Data provided -
--- START ---
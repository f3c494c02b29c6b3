use serde::{Deserialize, Serialize};
use std::path::{Path, PathBuf};

use crate::error::{Error, Result};

// ━━━━━━━━━━━━━━━━━━━━━━━━━━━━━━━━━━━━━━━━━━━━━━━━━━━━━━━━━━━━━━━━━━
// Top-level config
// ━━━━━━━━━━━━━━━━━━━━━━━━━━━━━━━━━━━━━━━━━━━━━━━━━━━━━━━━━━━━━━━━━━

#[derive(Debug, Clone, Serialize, Deserialize, Default)]
pub struct Config {
    #[serde(default)]
    pub endpoints: EndpointConfig,
    #[serde(default)]
    pub suggestions: SuggestionConfig,
    #[serde(default)]
    pub stream: StreamConfig,
    #[serde(default)]
    pub threads: ThreadsConfig,
}

impl Config {
    /// Load config from a TOML file. Missing sections fall back to defaults.
    pub fn load(path: &Path) -> Result<Self> {
        let raw = std::fs::read_to_string(path).map_err(Error::Io)?;
        toml::from_str(&raw).map_err(|e| Error::Config(format!("{}: {e}", path.display())))
    }
}

// ━━━━━━━━━━━━━━━━━━━━━━━━━━━━━━━━━━━━━━━━━━━━━━━━━━━━━━━━━━━━━━━━━━
// Remote endpoints
// ━━━━━━━━━━━━━━━━━━━━━━━━━━━━━━━━━━━━━━━━━━━━━━━━━━━━━━━━━━━━━━━━━━

#[derive(Debug, Clone, Serialize, Deserialize)]
pub struct EndpointConfig {
    /// Multi-game page-scan completion endpoint.
    #[serde(default = "d_scan_url")]
    pub page_scan_url: String,
    /// Single-game insight / more-details / alternative-insight endpoint.
    #[serde(default = "d_insight_url")]
    pub game_insight_url: String,
    /// Streaming chat completion endpoint (progressively-growing plain text).
    #[serde(default = "d_chat_url")]
    pub chat_url: String,
    #[serde(default)]
    pub api_key: Option<String>,
}

impl Default for EndpointConfig {
    fn default() -> Self {
        Self {
            page_scan_url: d_scan_url(),
            game_insight_url: d_insight_url(),
            chat_url: d_chat_url(),
            api_key: None,
        }
    }
}

// ━━━━━━━━━━━━━━━━━━━━━━━━━━━━━━━━━━━━━━━━━━━━━━━━━━━━━━━━━━━━━━━━━━
// Suggestion bubble timing
// ━━━━━━━━━━━━━━━━━━━━━━━━━━━━━━━━━━━━━━━━━━━━━━━━━━━━━━━━━━━━━━━━━━

#[derive(Debug, Clone, Serialize, Deserialize)]
pub struct SuggestionConfig {
    #[serde(default = "d_true")]
    pub enabled: bool,
    /// Client-side deadline for suggestion fetches.
    #[serde(default = "d_15000")]
    pub request_timeout_ms: u64,
    /// Auto-dismiss window for a successful suggestion.
    #[serde(default = "d_20000")]
    pub show_ms: u64,
    /// Auto-dismiss window for fallback / no-data text.
    #[serde(default = "d_5000")]
    pub fallback_show_ms: u64,
    /// Delay before the first-visit trigger fires for a new sport.
    #[serde(default = "d_2000")]
    pub first_visit_delay_ms: u64,
    /// Recurring re-trigger cadence.
    #[serde(default = "d_120000")]
    pub retrigger_interval_ms: u64,
}

impl Default for SuggestionConfig {
    fn default() -> Self {
        Self {
            enabled: true,
            request_timeout_ms: 15_000,
            show_ms: 20_000,
            fallback_show_ms: 5_000,
            first_visit_delay_ms: 2_000,
            retrigger_interval_ms: 120_000,
        }
    }
}

// ━━━━━━━━━━━━━━━━━━━━━━━━━━━━━━━━━━━━━━━━━━━━━━━━━━━━━━━━━━━━━━━━━━
// Chat stream ingestion
// ━━━━━━━━━━━━━━━━━━━━━━━━━━━━━━━━━━━━━━━━━━━━━━━━━━━━━━━━━━━━━━━━━━

#[derive(Debug, Clone, Serialize, Deserialize)]
pub struct StreamConfig {
    /// Overall deadline for one chat request.
    #[serde(default = "d_30000")]
    pub request_timeout_ms: u64,
    /// Cadence at which the poll path re-reads the response log.
    #[serde(default = "d_150")]
    pub poll_interval_ms: u64,
    /// Minimum spacing between UI renders.
    #[serde(default = "d_100")]
    pub flush_interval_ms: u64,
    /// Minimum spacing between haptic pulses.
    #[serde(default = "d_100")]
    pub haptic_interval_ms: u64,
}

impl Default for StreamConfig {
    fn default() -> Self {
        Self {
            request_timeout_ms: 30_000,
            poll_interval_ms: 150,
            flush_interval_ms: 100,
            haptic_interval_ms: 100,
        }
    }
}

// ━━━━━━━━━━━━━━━━━━━━━━━━━━━━━━━━━━━━━━━━━━━━━━━━━━━━━━━━━━━━━━━━━━
// Thread persistence
// ━━━━━━━━━━━━━━━━━━━━━━━━━━━━━━━━━━━━━━━━━━━━━━━━━━━━━━━━━━━━━━━━━━

#[derive(Debug, Clone, Serialize, Deserialize)]
pub struct ThreadsConfig {
    #[serde(default = "d_threads_path")]
    pub state_path: PathBuf,
}

impl Default for ThreadsConfig {
    fn default() -> Self {
        Self {
            state_path: d_threads_path(),
        }
    }
}

// ━━━━━━━━━━━━━━━━━━━━━━━━━━━━━━━━━━━━━━━━━━━━━━━━━━━━━━━━━━━━━━━━━━
// Serde default helpers
// ━━━━━━━━━━━━━━━━━━━━━━━━━━━━━━━━━━━━━━━━━━━━━━━━━━━━━━━━━━━━━━━━━━

fn d_true() -> bool {
    true
}
fn d_100() -> u64 {
    100
}
fn d_150() -> u64 {
    150
}
fn d_2000() -> u64 {
    2_000
}
fn d_5000() -> u64 {
    5_000
}
fn d_15000() -> u64 {
    15_000
}
fn d_20000() -> u64 {
    20_000
}
fn d_30000() -> u64 {
    30_000
}
fn d_120000() -> u64 {
    120_000
}
fn d_scan_url() -> String {
    "https://api.courtside.app/assistant/page-scan".into()
}
fn d_insight_url() -> String {
    "https://api.courtside.app/assistant/game-insight".into()
}
fn d_chat_url() -> String {
    "https://api.courtside.app/assistant/chat".into()
}
fn d_threads_path() -> PathBuf {
    PathBuf::from("./data/threads")
}

#[cfg(test)]
mod tests {
    use super::*;

    #[test]
    fn defaults_match_product_timings() {
        let cfg = Config::default();
        assert_eq!(cfg.suggestions.show_ms, 20_000);
        assert_eq!(cfg.suggestions.fallback_show_ms, 5_000);
        assert_eq!(cfg.suggestions.first_visit_delay_ms, 2_000);
        assert_eq!(cfg.suggestions.retrigger_interval_ms, 120_000);
        assert_eq!(cfg.stream.request_timeout_ms, 30_000);
        assert_eq!(cfg.stream.poll_interval_ms, 150);
        assert_eq!(cfg.stream.flush_interval_ms, 100);
        assert!(cfg.suggestions.enabled);
    }

    #[test]
    fn partial_toml_fills_defaults() {
        let cfg: Config = toml::from_str(
            r#"
            [endpoints]
            chat_url = "http://localhost:9000/chat"

            [suggestions]
            first_visit_delay_ms = 500
            "#,
        )
        .unwrap();
        assert_eq!(cfg.endpoints.chat_url, "http://localhost:9000/chat");
        assert_eq!(cfg.endpoints.page_scan_url, d_scan_url());
        assert_eq!(cfg.suggestions.first_visit_delay_ms, 500);
        assert_eq!(cfg.suggestions.show_ms, 20_000);
    }

    #[test]
    fn load_missing_file_is_io_error() {
        let err = Config::load(Path::new("/definitely/not/here.toml")).unwrap_err();
        assert!(matches!(err, Error::Io(_)));
    }
}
--- END ---
What the exercise asks - Find every line in the records above that holds the word "courtside", and copy each one.

Response below -
    "https://api.courtside.app/assistant/page-scan".into()
    "https://api.courtside.app/assistant/game-insight".into()
    "https://api.courtside.app/assistant/chat".into()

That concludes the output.